Le chef est donc calme. Il apaise. « Garde tes colères pour tes moments de solitude et transforme-les en énergie » nous dit Fernand DELIGNY. Encore lui : « Dans la tempête, tu es le calme souriant, dans les moments de grand calme, tu es le vent ».
Le chef est positif. Non, pas l'attitude béate qui est aveugle aux problèmes, et il y en a. Non, mais il voit plutôt le verre à moitié plein et ne se laisse pas gagner par les pensées négatives. Dans le tumulte, il voit les points d'appui qui permettent d'avancer. Le chef n'est donc pas cynique.
Le chef doit savoir nous protéger des éléments qui peuvent inutilement nous parasiter, je parle par exemple de jugements de parents qu'il  jugerait plus  stériles que constructifs, parce que nous sommes, comme les gens du spectacle, exposés aux regards et de ce fait très fragiles...et savoir en revanche, bien sûr, faire passer les critiques qui s'imposent...Le chef doit aussi posséder l'autorité, au sens étymologique du terme "auctoritas" c'est à dire ce plus (de augeo qui veut dire augmenter) que confèrent à une personne les qualités requises pour une tâche et justifient qu'on sent pouvoir se reposer sur lui....cette notion n'excluant pas du tout d'ailleurs une erreur, mais la confiance et l'estime facilitant l'échange. J'ai eu plusieurs chefs, forts différents, chez qui je l'ai trouvée, sinon j'ai fait sans...mais c'était moins confortable
Le chef a de l'humour. Ça, ça me semble primordial, et dans tous les domaines de la vie ! L'humour met à distance et aide à relativiser. C'est une joie. « La joie est une éthique indépendante des circonstances » dit Nietzsche. J'aime les aphorismes, vous avez remarqué ?
Pour ce qui est de l'ULIS, le rôle du chef d'établissement (et/ou de son adjoint) est décisif. Pour en avoir parlé avec plusieurs coordonnateurs, un chef impliqué, intéressé alors tout devient plus facile, ou moins difficile. Ça ne loupe pas ! C'est édifiant. Vous m'avez donc facilité le travail.

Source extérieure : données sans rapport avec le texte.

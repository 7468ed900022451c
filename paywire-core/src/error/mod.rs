//! # Error Handling for paywire
//!
//! Every failure surfaced by the client core is a variant of [`Error`]. Nothing
//! on a recoverable path panics; callers get a typed error with enough context
//! (method, path, status, upstream body) to decide on their own remediation.
//!
//! ## Error Hierarchy
//!
//! ```text
//! Error
//! ├── Network        - Transport layer failures (via NetworkError)
//! ├── Authentication - Login failed or returned an unusable token
//! ├── Api            - Non-success HTTP status (via ApiErrorDetails)
//! ├── CircuitOpen    - Breaker refused the call before any network attempt
//! ├── Parse          - JSON / timestamp decoding (via ParseError)
//! ├── Timeout        - Logical operation exceeded its deadline
//! ├── Cancelled      - Caller cancelled the operation
//! ├── InvalidRequest - Bad input, bad configuration or non-replayable body
//! ├── Config         - Configuration validation failure
//! └── Context        - Error with additional context
//! ```
//!
//! ## Quick Start
//!
//! ```rust
//! use paywire_core::error::{ContextExt, Error, Result};
//!
//! fn load_payer(id: &str) -> Result<()> {
//!     if id.is_empty() {
//!         return Err(Error::invalid_request("payer id cannot be empty"));
//!     }
//!     fetch(id).with_context(|| format!("Failed to load payer {id}"))?;
//!     Ok(())
//! }
//! # fn fetch(_: &str) -> Result<()> { Ok(()) }
//! ```
//!
//! Checks such as [`Error::is_retryable`], [`Error::as_api`] or
//! [`Error::is_circuit_open`] penetrate `Context` layers, so wrapping an error
//! never hides its kind.

mod config;
mod context;
mod convert;
mod details;
mod network;
mod parse;

use std::borrow::Cow;
use std::error::Error as StdError;
use thiserror::Error;

pub use config::{ConfigValidationError, ValidationResult};
pub use context::ContextExt;
pub use details::{ApiErrorDetails, FieldError};
pub use network::NetworkError;
pub use parse::ParseError;

pub(crate) use convert::truncate_message;

/// Result type alias for all paywire operations.
pub type Result<T> = std::result::Result<T, Error>;

/// The primary error type for the paywire client core.
///
/// Large variants are boxed and message fields use `Cow<'static, str>` so the
/// enum stays small and static messages do not allocate.
#[derive(Error, Debug)]
#[non_exhaustive]
pub enum Error {
    /// Network-related errors encapsulating transport layer issues.
    #[error("Network error: {0}")]
    Network(Box<NetworkError>),

    /// Login failed, was rejected, or returned an unparsable token.
    #[error("Authentication error: {0}")]
    Authentication(Cow<'static, str>),

    /// Upstream answered with a status outside the accepted set.
    #[error("API error: {0}")]
    Api(Box<ApiErrorDetails>),

    /// The circuit breaker is open; no request was sent.
    #[error("Circuit breaker is open: {0}")]
    CircuitOpen(Cow<'static, str>),

    /// Errors during response decoding.
    #[error("Parse error: {0}")]
    Parse(Box<ParseError>),

    /// Operation timeout.
    #[error("Timeout: {0}")]
    Timeout(Cow<'static, str>),

    /// Operation was cancelled through its `CancellationToken`.
    #[error("Cancelled: {0}")]
    Cancelled(Cow<'static, str>),

    /// Invalid request parameters or a request that cannot be replayed.
    #[error("Invalid request: {0}")]
    InvalidRequest(Cow<'static, str>),

    /// Configuration rejected by validation.
    #[error("Configuration error: {0}")]
    Config(Box<ConfigValidationError>),

    /// Error with additional context, preserving the error chain.
    #[error("{context}")]
    Context {
        /// Context message describing what operation failed
        context: String,
        /// The underlying error
        #[source]
        source: Box<Error>,
    },
}

impl Error {
    // ==================== Constructor Methods ====================

    /// Creates an API status error.
    ///
    /// ```rust
    /// use paywire_core::error::Error;
    ///
    /// let err = Error::api("GET", "/payers/p_1", 404, "payer not found");
    /// assert_eq!(err.status(), Some(404));
    /// ```
    pub fn api(
        method: impl Into<String>,
        path: impl Into<String>,
        status: u16,
        message: impl Into<String>,
    ) -> Self {
        Self::Api(Box::new(ApiErrorDetails::new(method, path, status, message)))
    }

    /// Creates an authentication error.
    /// Accepts both `&'static str` (zero allocation) and `String`.
    pub fn authentication(msg: impl Into<Cow<'static, str>>) -> Self {
        Self::Authentication(msg.into())
    }

    /// Creates a circuit-open error.
    pub fn circuit_open(msg: impl Into<Cow<'static, str>>) -> Self {
        Self::CircuitOpen(msg.into())
    }

    /// Creates a network error from a message.
    pub fn network(msg: impl Into<String>) -> Self {
        Self::Network(Box::new(NetworkError::ConnectionFailed(msg.into())))
    }

    /// Creates a cancelled error.
    ///
    /// ```rust
    /// use paywire_core::error::Error;
    ///
    /// let err = Error::cancelled("backoff interrupted");
    /// assert!(err.to_string().contains("Cancelled"));
    /// ```
    pub fn cancelled(msg: impl Into<Cow<'static, str>>) -> Self {
        Self::Cancelled(msg.into())
    }

    /// Creates an invalid request error.
    pub fn invalid_request(msg: impl Into<Cow<'static, str>>) -> Self {
        Self::InvalidRequest(msg.into())
    }

    /// Creates a timeout error.
    pub fn timeout(msg: impl Into<Cow<'static, str>>) -> Self {
        Self::Timeout(msg.into())
    }

    // ==================== Context Methods ====================

    /// Attaches context to an existing error.
    ///
    /// ```rust
    /// use paywire_core::error::Error;
    ///
    /// let err = Error::network("Connection refused")
    ///     .context("Failed to create payment");
    /// assert!(err.report().contains("Connection refused"));
    /// ```
    #[must_use]
    pub fn context(self, context: impl Into<String>) -> Self {
        Self::Context {
            context: context.into(),
            source: Box::new(self),
        }
    }

    // ==================== Chain Traversal Methods ====================

    fn iter_chain(&self) -> impl Iterator<Item = &Error> {
        std::iter::successors(Some(self), |err| match err {
            Error::Context { source, .. } => Some(source.as_ref()),
            _ => None,
        })
    }

    /// Returns the root cause of the error, skipping Context layers.
    #[must_use]
    pub fn root_cause(&self) -> &Error {
        self.iter_chain().last().unwrap_or(self)
    }

    /// Generates a detailed error report with the full chain.
    #[must_use]
    pub fn report(&self) -> String {
        use std::fmt::Write;
        let mut report = String::new();
        report.push_str(&self.to_string());

        let mut current: Option<&(dyn StdError + 'static)> = self.source();
        while let Some(err) = current {
            let _ = write!(report, "\nCaused by: {err}");
            current = err.source();
        }
        report
    }

    // ==================== Helper Methods (Context Penetrating) ====================

    /// Checks if a caller may reasonably retry the whole logical operation.
    ///
    /// Returns `true` for transient transport failures, timeouts, an open
    /// circuit, 429 and 5xx API errors.
    #[must_use]
    pub fn is_retryable(&self) -> bool {
        match self.root_cause() {
            Error::Network(ne) => matches!(
                ne.as_ref(),
                NetworkError::Timeout | NetworkError::ConnectionFailed(_)
            ),
            Error::Api(details) => details.status == 429 || details.status >= 500,
            Error::Timeout(_) | Error::CircuitOpen(_) => true,
            _ => false,
        }
    }

    /// Returns the API error details, if any (penetrates Context layers).
    #[must_use]
    pub fn as_api(&self) -> Option<&ApiErrorDetails> {
        match self.root_cause() {
            Error::Api(details) => Some(details.as_ref()),
            _ => None,
        }
    }

    /// Returns the HTTP status carried by an API error.
    #[must_use]
    pub fn status(&self) -> Option<u16> {
        self.as_api().map(|d| d.status)
    }

    /// Checks if this is an authentication error (penetrates Context layers).
    #[must_use]
    pub fn as_authentication(&self) -> Option<&str> {
        match self.root_cause() {
            Error::Authentication(msg) => Some(msg.as_ref()),
            _ => None,
        }
    }

    /// Checks if this is a cancelled error (penetrates Context layers).
    #[must_use]
    pub fn as_cancelled(&self) -> Option<&str> {
        match self.root_cause() {
            Error::Cancelled(msg) => Some(msg.as_ref()),
            _ => None,
        }
    }

    /// Returns `true` when the breaker rejected the call.
    #[must_use]
    pub fn is_circuit_open(&self) -> bool {
        matches!(self.root_cause(), Error::CircuitOpen(_))
    }
}
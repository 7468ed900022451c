//! Paywire Core Library
//!
//! Resilient, authenticated HTTP client core for a payments API.
//!
//! # Features
//!
//! - **Token lifecycle**: bearer tokens refreshed before expiry, one login per refresh
//! - **Retry**: status-driven retry for 429 and idempotent 5xx, honoring `Retry-After`
//! - **Circuit breaker**: consecutive upstream failures short-circuit further calls
//! - **Idempotency**: fresh `x-idempotency-key` on every financial POST, stable across retries
//! - **Error Handling**: typed errors with `thiserror`
//!
//! # Example
//!
//! ```rust,no_run
//! use paywire_core::prelude::*;
//!
//! # async fn example() -> Result<()> {
//! let config = ClientConfig::builder()
//!     .base_url("https://api.example.com")
//!     .client_id("client-123")
//!     .api_key("sk_live_abc")
//!     .build()?;
//! let client = PaywireClient::new(config)?;
//!
//! let balance: serde_json::Value = client
//!     .do_json_endpoint(&CallContext::new(), "balances.get", None, NO_BODY)
//!     .await?;
//! # Ok(())
//! # }
//! ```

#![warn(missing_docs)]
#![warn(clippy::all)]
#![warn(clippy::pedantic)]
// =============================================================================
// Global Clippy Lint Suppressions
// =============================================================================
// - module_name_repetitions: e.g. CircuitBreakerConfig in circuit_breaker
// - missing_errors_doc: Too verbose to document every Result-returning function
// - missing_panics_doc: Too verbose to document every potential panic
// - must_use_candidate: Not all return values need #[must_use]
// - doc_markdown: Header names and status codes in docs don't need backticks
// - cast_possible_truncation: u128 millisecond counts logged as u64
// - return_self_not_must_use: Builder pattern methods return Self without must_use
// =============================================================================
#![allow(clippy::module_name_repetitions)]
#![allow(clippy::missing_errors_doc)]
#![allow(clippy::missing_panics_doc)]
#![allow(clippy::must_use_candidate)]
#![allow(clippy::doc_markdown)]
#![allow(clippy::cast_possible_truncation)]
#![allow(clippy::return_self_not_must_use)]

// Re-exports of external dependencies
pub use serde;
pub use serde_json;

pub mod auth;
pub mod circuit_breaker;
pub mod client;
pub mod config;
pub mod credentials;
pub mod endpoint;
pub mod error;
pub mod http_client;
pub mod idempotency;
pub mod logging;
pub mod retry_strategy;
pub mod time;

pub use auth::{HttpLogin, Token, TokenManager, TokenSource};
pub use circuit_breaker::{CircuitBreaker, CircuitBreakerConfig, CircuitBreakerEvent, CircuitState};
pub use client::{CallContext, NO_BODY, PaywireClient};
pub use config::{ClientConfig, ClientConfigBuilder, ProxyConfig};
pub use credentials::{ClientCredentials, SecretString};
pub use endpoint::{EndpointDescriptor, EndpointRegistry, HttpMethod};
pub use error::{ApiErrorDetails, ContextExt, Error, NetworkError, ParseError, Result};
pub use http_client::{ApiResponse, HttpClient, HttpConfig, HttpRequest, RequestBody};
pub use idempotency::IdempotencyPolicy;
pub use retry_strategy::{RetryConfig, RetryStrategy};
// Re-export CancellationToken for convenient access
pub use tokio_util::sync::CancellationToken;

/// Prelude module for convenient imports
///
/// ```rust
/// use paywire_core::prelude::*;
/// ```
pub mod prelude {
    pub use crate::auth::{Token, TokenManager, TokenSource};
    pub use crate::circuit_breaker::{CircuitBreakerConfig, CircuitState};
    pub use crate::client::{CallContext, NO_BODY, PaywireClient};
    pub use crate::config::{ClientConfig, ClientConfigBuilder, ProxyConfig};
    pub use crate::credentials::{ClientCredentials, SecretString};
    pub use crate::endpoint::{EndpointRegistry, HttpMethod};
    pub use crate::error::{ContextExt, Error, Result};
    pub use crate::http_client::{ApiResponse, HttpConfig, RequestBody};
    pub use crate::logging::{LogConfig, LogFormat, LogLevel, init_logging, try_init_logging};
    pub use crate::retry_strategy::RetryConfig;
    pub use serde::{Deserialize, Serialize};
    pub use tokio_util::sync::CancellationToken;
}

/// Library version
pub const VERSION: &str = env!("CARGO_PKG_VERSION");

/// Library name
pub const NAME: &str = env!("CARGO_PKG_NAME");
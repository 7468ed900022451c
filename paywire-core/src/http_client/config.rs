use crate::circuit_breaker::CircuitBreakerConfig;
use crate::config::ProxyConfig;
use crate::error::{ConfigValidationError, ValidationResult};
use crate::retry_strategy::RetryConfig;
use std::time::Duration;

/// Transport and resilience configuration.
#[derive(Debug, Clone)]
pub struct HttpConfig {
    /// Upper bound for a whole logical call (token refresh, every attempt and
    /// every backoff) when the caller supplies no deadline.
    ///
    /// Default: 60 seconds
    pub timeout: Duration,
    /// Timeout for a single HTTP round-trip.
    ///
    /// Default: 30 seconds
    pub attempt_timeout: Duration,
    /// TCP connection timeout.
    ///
    /// Default: 10 seconds
    pub connect_timeout: Duration,
    /// Default User-Agent header value
    pub user_agent: String,
    /// Optional proxy configuration
    pub proxy: Option<ProxyConfig>,
    /// Retry policy for 429 and 5xx responses.
    pub retry_config: RetryConfig,
    /// Circuit breaker thresholds.
    pub circuit_breaker: CircuitBreakerConfig,
    /// Maximum response body size in bytes (default: 10MB).
    ///
    /// Larger responses fail with a network error instead of being buffered.
    pub max_response_size: usize,
    /// Maximum request body size in bytes (default: 10MB).
    pub max_request_size: usize,
    /// Maximum number of idle keep-alive connections per host.
    ///
    /// Default: 10
    pub pool_max_idle_per_host: usize,
    /// Idle connections older than this are closed.
    ///
    /// Default: 90 seconds
    pub pool_idle_timeout: Duration,
    /// Maximum number of concurrent in-flight requests to the API host.
    ///
    /// Default: 32
    pub max_connections_per_host: usize,
    /// Permits plain `http://` base URLs. Never enable in production.
    pub allow_insecure_http: bool,
}

impl Default for HttpConfig {
    fn default() -> Self {
        Self {
            timeout: Duration::from_secs(60),
            attempt_timeout: Duration::from_secs(30),
            connect_timeout: Duration::from_secs(10),
            user_agent: format!("paywire-rust/{}", crate::VERSION),
            proxy: None,
            retry_config: RetryConfig::default(),
            circuit_breaker: CircuitBreakerConfig::default(),
            max_response_size: 10 * 1024 * 1024,
            max_request_size: 10 * 1024 * 1024,
            pool_max_idle_per_host: 10,
            pool_idle_timeout: Duration::from_secs(90),
            max_connections_per_host: 32,
            allow_insecure_http: false,
        }
    }
}

impl HttpConfig {
    /// Validates the HTTP configuration parameters.
    ///
    /// - `timeout` > 5 minutes is an error, < 1 second a warning
    /// - `attempt_timeout` longer than `timeout` is a warning
    /// - size limits and `max_connections_per_host` must be non-zero
    /// - nested retry and circuit breaker configs are validated too
    ///
    /// ```rust
    /// use paywire_core::http_client::HttpConfig;
    /// use std::time::Duration;
    ///
    /// assert!(HttpConfig::default().validate().is_ok());
    ///
    /// let invalid = HttpConfig { timeout: Duration::from_secs(600), ..Default::default() };
    /// assert!(invalid.validate().is_err());
    /// ```
    pub fn validate(&self) -> std::result::Result<ValidationResult, ConfigValidationError> {
        const MAX_REASONABLE_BODY_SIZE: usize = 100 * 1024 * 1024;

        let mut result = ValidationResult::new();

        if self.timeout > Duration::from_secs(300) {
            return Err(ConfigValidationError::too_high(
                "timeout",
                format!("{:?}", self.timeout),
                "5 minutes",
            ));
        }
        if self.timeout < Duration::from_secs(1) {
            result.add_warning(format!(
                "timeout {:?} is very short, may cause frequent timeouts",
                self.timeout
            ));
        }
        if self.attempt_timeout > self.timeout {
            result.add_warning(format!(
                "attempt_timeout {:?} exceeds timeout {:?}, the operation bound wins",
                self.attempt_timeout, self.timeout
            ));
        }

        for (field, size) in [
            ("max_request_size", self.max_request_size),
            ("max_response_size", self.max_response_size),
        ] {
            if size == 0 {
                return Err(ConfigValidationError::invalid(field, "cannot be zero"));
            }
            if size > MAX_REASONABLE_BODY_SIZE {
                return Err(ConfigValidationError::too_high(
                    field,
                    size,
                    "100MB (104857600 bytes)",
                ));
            }
        }

        if self.max_connections_per_host == 0 {
            return Err(ConfigValidationError::invalid(
                "max_connections_per_host",
                "max_connections_per_host must be greater than 0",
            ));
        }

        if let Some(proxy) = &self.proxy {
            url::Url::parse(&proxy.url)
                .map_err(|e| ConfigValidationError::invalid("proxy", e.to_string()))?;
        }

        if self.allow_insecure_http {
            result.add_warning("allow_insecure_http is enabled, do not use in production");
        }

        result.merge(self.retry_config.validate()?);
        result.merge(self.circuit_breaker.validate()?);
        Ok(result)
    }
}
//! Shared helpers for the end-to-end client tests.

// Allow clippy warnings for test helper code
#![allow(clippy::disallowed_methods)]
#![allow(dead_code)]

use chrono::{TimeDelta, Utc};
use paywire::{CircuitBreakerConfig, ClientConfig, HttpConfig, PaywireClient, RetryConfig};
use std::time::Duration;
use wiremock::matchers::{method, path};
use wiremock::{Mock, MockServer, Request, ResponseTemplate};

pub const LOGIN_PATH: &str = "/auth/login";
pub const TEST_TOKEN: &str = "tok_integration";

/// Login response valid for an hour.
pub fn login_response() -> ResponseTemplate {
    ResponseTemplate::new(200).set_body_json(serde_json::json!({
        "token": TEST_TOKEN,
        "expires_at": (Utc::now() + TimeDelta::hours(1)).to_rfc3339(),
    }))
}

/// Mounts a login endpoint that always succeeds.
pub async fn mount_login(server: &MockServer) {
    Mock::given(method("POST"))
        .and(path(LOGIN_PATH))
        .respond_with(login_response())
        .mount(server)
        .await;
}

/// Retry settings with millisecond delays so tests stay fast.
pub fn fast_retry() -> RetryConfig {
    RetryConfig {
        rate_limit_base_delay: Duration::from_millis(10),
        server_error_delay: Duration::from_millis(10),
        ..RetryConfig::default()
    }
}

/// Client pointed at `server` with the given breaker settings.
pub fn client_with_breaker(server: &MockServer, breaker: CircuitBreakerConfig) -> PaywireClient {
    let config = ClientConfig::builder()
        .base_url(server.uri())
        .client_id("client-it")
        .api_key("sk_integration")
        .http(HttpConfig {
            allow_insecure_http: true,
            retry_config: fast_retry(),
            circuit_breaker: breaker,
            ..HttpConfig::default()
        })
        .build()
        .expect("valid test configuration");
    PaywireClient::new(config).expect("client construction")
}

/// Client pointed at `server` with default breaker settings.
pub fn client(server: &MockServer) -> PaywireClient {
    client_with_breaker(server, CircuitBreakerConfig::default())
}

/// Requests received on `p`, in arrival order.
pub async fn requests_to(server: &MockServer, p: &str) -> Vec<Request> {
    server
        .received_requests()
        .await
        .unwrap_or_default()
        .into_iter()
        .filter(|r| r.url.path() == p)
        .collect()
}

/// Value of header `name` on `request`.
pub fn header_value(request: &Request, name: &str) -> Option<String> {
    request
        .headers
        .get(name)
        .and_then(|v| v.to_str().ok())
        .map(str::to_string)
}
//! Timestamp parsing for token expiries and `Retry-After` headers.
//!
//! ```rust
//! use paywire_core::time::parse_expiry;
//!
//! let strict = parse_expiry("2024-01-01T12:00:00Z").unwrap();
//! let no_colon = parse_expiry("2024-01-01T12:00:00+0000").unwrap();
//! assert_eq!(strict, no_colon);
//! ```

use crate::error::{ParseError, Result};
use chrono::{DateTime, NaiveDateTime, Utc};
use std::time::Duration;

/// Offset formats accepted after strict RFC3339 fails.
///
/// Some upstream serializers omit the colon in the UTC offset
/// (`+0000` instead of `+00:00`).
const EXPIRY_FALLBACK_FORMATS: [&str; 2] = [
    "%Y-%m-%dT%H:%M:%S%.f%z", // "2024-01-01T12:00:00.123+0000"
    "%Y-%m-%dT%H:%M:%S%z",    // "2024-01-01T12:00:00+0000"
];

/// Obsolete HTTP-date forms, both implicitly GMT.
const HTTP_DATE_OBSOLETE_FORMATS: [&str; 2] = [
    "%A, %d-%b-%y %H:%M:%S GMT", // RFC 850: "Sunday, 06-Nov-94 08:49:37 GMT"
    "%a %b %e %H:%M:%S %Y",      // asctime: "Sun Nov  6 08:49:37 1994"
];

/// Parses a token `expires_at` value into a UTC timestamp.
///
/// Accepts strict RFC3339 first, then the colon-less offset variants.
pub fn parse_expiry(value: &str) -> Result<DateTime<Utc>> {
    let value = value.trim();
    if value.is_empty() {
        return Err(ParseError::timestamp_owned("Empty expiry timestamp".to_string()).into());
    }

    if let Ok(dt) = DateTime::parse_from_rfc3339(value) {
        return Ok(dt.with_timezone(&Utc));
    }

    for format in &EXPIRY_FALLBACK_FORMATS {
        if let Ok(dt) = DateTime::parse_from_str(value, format) {
            return Ok(dt.with_timezone(&Utc));
        }
    }

    Err(ParseError::timestamp_owned(format!("Unable to parse expiry timestamp: {value}")).into())
}

/// Interprets a `Retry-After` header value relative to `now`.
///
/// Integer values are seconds; anything else is tried as an HTTP-date
/// (IMF-fixdate, then RFC 850 and asctime). A date in the past collapses to a
/// zero delay. Returns `None` when the value is neither, so the caller keeps
/// its computed backoff.
pub fn parse_retry_after(value: &str, now: DateTime<Utc>) -> Option<Duration> {
    let value = value.trim();
    if let Ok(secs) = value.parse::<u64>() {
        return Some(Duration::from_secs(secs));
    }

    let date = parse_http_date(value)?;
    Some((date - now).to_std().unwrap_or(Duration::ZERO))
}

fn parse_http_date(value: &str) -> Option<DateTime<Utc>> {
    if let Ok(dt) = DateTime::parse_from_rfc2822(value) {
        return Some(dt.with_timezone(&Utc));
    }

    HTTP_DATE_OBSOLETE_FORMATS
        .iter()
        .find_map(|format| NaiveDateTime::parse_from_str(value, format).ok())
        .map(|naive| naive.and_utc())
}
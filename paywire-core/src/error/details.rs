//! Detail structure for upstream status errors.

use serde::Deserialize;
use serde_json::Value;

/// Details of a non-success HTTP response.
///
/// Boxed inside [`Error::Api`](super::Error::Api) to keep the enum small.
///
/// ```rust
/// use paywire_core::error::ApiErrorDetails;
///
/// let details = ApiErrorDetails::new("POST", "/payments", 422, "amount must be positive");
/// assert_eq!(details.status, 422);
/// ```
#[derive(Debug, Clone)]
#[non_exhaustive]
pub struct ApiErrorDetails {
    /// HTTP method of the failed call.
    pub method: String,
    /// Request path (without base URL).
    pub path: String,
    /// HTTP status returned by the upstream.
    pub status: u16,
    /// Upstream error code, when the body carried one.
    pub code: Option<String>,
    /// Human readable message derived from the body.
    pub message: String,
    /// Field-level validation errors, when present.
    pub errors: Vec<FieldError>,
    /// Raw response body (truncated), for diagnostics.
    pub body: Option<String>,
}

/// One field-level validation error from an upstream error body.
#[derive(Debug, Clone, PartialEq, Eq, Deserialize)]
pub struct FieldError {
    /// Offending field, when the upstream names one.
    #[serde(default)]
    pub field: Option<String>,
    /// Message for that field.
    #[serde(default)]
    pub message: String,
}

#[derive(Debug, Deserialize)]
struct ErrorBody {
    #[serde(default)]
    code: Option<Value>,
    #[serde(default, alias = "error")]
    message: Option<String>,
    #[serde(default)]
    errors: Vec<FieldError>,
}

impl ApiErrorDetails {
    /// Creates details with only a message.
    pub fn new(
        method: impl Into<String>,
        path: impl Into<String>,
        status: u16,
        message: impl Into<String>,
    ) -> Self {
        Self {
            method: method.into(),
            path: path.into(),
            status,
            code: None,
            message: message.into(),
            errors: Vec::new(),
            body: None,
        }
    }

    /// Builds details from a raw error body.
    ///
    /// Accepts `{code, message, errors}` JSON; anything else becomes the
    /// message verbatim (empty bodies fall back to the status line).
    pub fn from_body(
        method: impl Into<String>,
        path: impl Into<String>,
        status: u16,
        body: &[u8],
    ) -> Self {
        let raw = String::from_utf8_lossy(body).into_owned();
        let mut details = Self::new(method, path, status, String::new());

        match serde_json::from_slice::<ErrorBody>(body) {
            Ok(parsed) => {
                details.code = parsed.code.map(|c| match c {
                    Value::String(s) => s,
                    other => other.to_string(),
                });
                details.message = parsed.message.unwrap_or_default();
                details.errors = parsed.errors;
            }
            Err(_) => details.message = raw.trim().to_string(),
        }

        if details.message.is_empty() {
            details.message = reqwest::StatusCode::from_u16(status)
                .ok()
                .and_then(|s| s.canonical_reason())
                .unwrap_or("unexpected status")
                .to_string();
        }
        details.message = super::truncate_message(details.message);
        if !raw.is_empty() {
            details.body = Some(super::truncate_message(raw));
        }
        details
    }
}

impl std::fmt::Display for ApiErrorDetails {
    fn fmt(&self, f: &mut std::fmt::Formatter<'_>) -> std::fmt::Result {
        write!(
            f,
            "{} {} returned {}: {}",
            self.method, self.path, self.status, self.message
        )?;
        if let Some(code) = &self.code {
            write!(f, " (code: {code})")?;
        }
        Ok(())
    }
}
//! HTTP transport for the payments API.
//!
//! Provides:
//! - A pooled HTTPS client (TLS 1.2+, bounded idle pool, per-host connection limit)
//! - Status-driven retry as an explicit state machine
//! - Circuit breaker checks before every attempt
//! - Replayable request bodies and response size limits
//! - Cancellation of round-trips and backoff sleeps
//!
//! # Example
//!
//! ```rust,no_run
//! use paywire_core::endpoint::HttpMethod;
//! use paywire_core::http_client::{HttpClient, HttpConfig, HttpRequest};
//! use tokio_util::sync::CancellationToken;
//!
//! # async fn demo() -> paywire_core::Result<()> {
//! let client = HttpClient::new(HttpConfig::default())?;
//! let url = url::Url::parse("https://api.example.com/balances")?;
//! let response = client
//!     .execute_with_retry(&HttpRequest::new(HttpMethod::Get, url), &CancellationToken::new())
//!     .await?;
//! println!("{}", response.status);
//! # Ok(())
//! # }
//! ```

mod builder;
mod config;
pub mod headers;
mod request;
mod response;
mod retry;

#[cfg(test)]
mod tests;

pub use builder::HttpClient;
pub use config::HttpConfig;
pub use request::{HttpRequest, RequestBody};
pub use response::ApiResponse;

Il y a eu des moments de crise et nous en avons connu des sévères ! Des moments de haute tension, éprouvants nerveusement. Dans ces périodes, vous avez été à côté de moi et le mot « accompagnement » pris tout son sens. Quelqu'un de plus légaliste m'aurait entraîné dans des procédures plus harassantes encore. Vous avez toujours privilégié la voie amiable et le dialogue. Socrate voyait trois conditions au dialogue : confiance, compétence et franchise. Le collège fonctionne avec une équipe pluri-disciplinaire où différentes professions co-habitent et travaillent de concert. La question de l'inter-disciplinarité est au cœur du fonctionnement. Pour que ça marche, la reconnaissance des rôles, fonctions et spécificités de chacun est indispensable. Ensuite, le travail ensemble, les échanges, les enrichissements mutuels se font sans confusion. Il y a des responsabilités partagées : par sa simple présence, le gestionnaire (ou l'agent technique) a un rôle d'éducateur ; il l'est de surcroît mais, il l'est. Qu'il le veuille ou non, qu'il l'assume ou pas, il est, par sa personne, support d'identification pour les jeunes. Chacun est un éducateur, mais chacun l'est à, et de, sa place. Vous me l'avez déjà dit : « C'est vous l'expert [en pédagogie] ». Oui, mais cela ne nous empêche pas d'exprimer des avis. Je les accepte par ce que vous parlez de votre place. Pour ce qui est de vos avis, bien étayés par votre capacité d'écoute, vous êtes le seul à avoir lu mon projet annuel et à m'en avoir fait un retour critique. C'est tout à votre honneur ! Dieu sait si je l'ai donné à lire dans l'espoir de pouvoir en parler... Merci.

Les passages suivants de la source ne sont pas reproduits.